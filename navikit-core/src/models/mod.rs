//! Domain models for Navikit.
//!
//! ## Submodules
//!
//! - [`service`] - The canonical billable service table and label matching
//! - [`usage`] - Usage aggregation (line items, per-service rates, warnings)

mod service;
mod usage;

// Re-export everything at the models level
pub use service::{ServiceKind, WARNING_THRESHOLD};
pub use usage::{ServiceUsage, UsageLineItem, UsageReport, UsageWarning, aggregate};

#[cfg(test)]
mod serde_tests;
_ _ _ _ _
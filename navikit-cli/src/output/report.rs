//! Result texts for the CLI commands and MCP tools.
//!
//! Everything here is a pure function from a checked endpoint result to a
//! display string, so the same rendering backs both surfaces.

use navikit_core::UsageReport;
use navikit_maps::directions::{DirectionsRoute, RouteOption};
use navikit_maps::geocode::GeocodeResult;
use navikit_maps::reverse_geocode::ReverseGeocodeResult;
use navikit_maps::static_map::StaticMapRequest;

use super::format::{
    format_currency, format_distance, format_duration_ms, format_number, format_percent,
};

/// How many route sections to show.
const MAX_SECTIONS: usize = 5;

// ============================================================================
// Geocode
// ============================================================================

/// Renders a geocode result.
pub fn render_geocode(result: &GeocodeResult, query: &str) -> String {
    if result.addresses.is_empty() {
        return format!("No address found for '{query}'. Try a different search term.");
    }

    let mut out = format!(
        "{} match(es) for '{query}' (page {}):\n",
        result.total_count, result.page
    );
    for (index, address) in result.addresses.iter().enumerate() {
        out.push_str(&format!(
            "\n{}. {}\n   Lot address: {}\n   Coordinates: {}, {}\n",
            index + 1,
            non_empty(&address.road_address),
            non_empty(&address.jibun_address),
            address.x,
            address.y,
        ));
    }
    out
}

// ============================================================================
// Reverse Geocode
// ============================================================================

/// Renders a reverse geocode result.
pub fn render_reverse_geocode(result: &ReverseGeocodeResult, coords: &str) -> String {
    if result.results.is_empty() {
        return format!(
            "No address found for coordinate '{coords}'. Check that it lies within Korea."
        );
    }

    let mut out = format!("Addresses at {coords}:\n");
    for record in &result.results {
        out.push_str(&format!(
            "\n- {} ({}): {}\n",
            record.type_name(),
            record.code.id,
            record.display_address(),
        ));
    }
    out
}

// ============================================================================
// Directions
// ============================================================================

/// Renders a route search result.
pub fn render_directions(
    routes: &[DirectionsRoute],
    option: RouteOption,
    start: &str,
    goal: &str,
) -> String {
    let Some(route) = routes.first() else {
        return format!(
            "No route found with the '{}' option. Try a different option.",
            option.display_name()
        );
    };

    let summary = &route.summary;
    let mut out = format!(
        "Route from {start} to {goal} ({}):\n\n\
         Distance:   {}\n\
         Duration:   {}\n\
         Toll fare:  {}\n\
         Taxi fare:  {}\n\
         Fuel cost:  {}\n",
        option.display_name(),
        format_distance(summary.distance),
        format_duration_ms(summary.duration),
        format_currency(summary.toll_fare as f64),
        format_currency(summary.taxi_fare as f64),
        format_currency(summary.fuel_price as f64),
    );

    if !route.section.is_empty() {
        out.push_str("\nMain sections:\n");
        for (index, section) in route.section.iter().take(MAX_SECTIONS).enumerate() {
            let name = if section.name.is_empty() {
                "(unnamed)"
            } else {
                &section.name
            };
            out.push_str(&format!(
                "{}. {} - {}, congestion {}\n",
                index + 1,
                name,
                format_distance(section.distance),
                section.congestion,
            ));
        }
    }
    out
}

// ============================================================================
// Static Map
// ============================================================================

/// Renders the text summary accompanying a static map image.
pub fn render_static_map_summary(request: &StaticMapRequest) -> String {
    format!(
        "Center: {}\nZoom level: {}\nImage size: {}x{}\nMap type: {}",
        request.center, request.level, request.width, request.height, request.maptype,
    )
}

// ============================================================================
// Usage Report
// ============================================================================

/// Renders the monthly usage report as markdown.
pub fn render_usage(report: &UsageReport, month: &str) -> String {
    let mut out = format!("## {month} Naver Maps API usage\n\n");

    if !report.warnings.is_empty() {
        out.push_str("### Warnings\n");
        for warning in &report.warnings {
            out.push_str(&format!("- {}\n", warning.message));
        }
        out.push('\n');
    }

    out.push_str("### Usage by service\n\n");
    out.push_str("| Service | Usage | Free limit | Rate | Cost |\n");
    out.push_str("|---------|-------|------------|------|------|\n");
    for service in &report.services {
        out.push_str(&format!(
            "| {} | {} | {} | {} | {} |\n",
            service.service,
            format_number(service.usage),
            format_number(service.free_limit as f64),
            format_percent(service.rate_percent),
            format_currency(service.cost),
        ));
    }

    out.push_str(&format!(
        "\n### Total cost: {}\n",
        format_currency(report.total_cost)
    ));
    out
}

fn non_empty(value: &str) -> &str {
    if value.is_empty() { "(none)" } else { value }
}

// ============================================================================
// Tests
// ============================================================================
_ _ _ _ _
- EXERCISE PROMPT -
Look above for the line with "filename navikit-core/src/models/mod.rs" and the line with "mod serde_tests;". Retype those two lines and every line between them exactly, adding nothing.

- RESULT OF THE EXERCISE -
filename navikit-core/src/models/mod.rs
//! Domain models for Navikit.
//!
//! ## Submodules
//!
//! - [`service`] - The canonical billable service table and label matching
//! - [`usage`] - Usage aggregation (line items, per-service rates, warnings)

mod service;
mod usage;

// Re-export everything at the models level
pub use service::{ServiceKind, WARNING_THRESHOLD};
pub use usage::{ServiceUsage, UsageLineItem, UsageReport, UsageWarning, aggregate};

#[cfg(test)]
mod serde_tests;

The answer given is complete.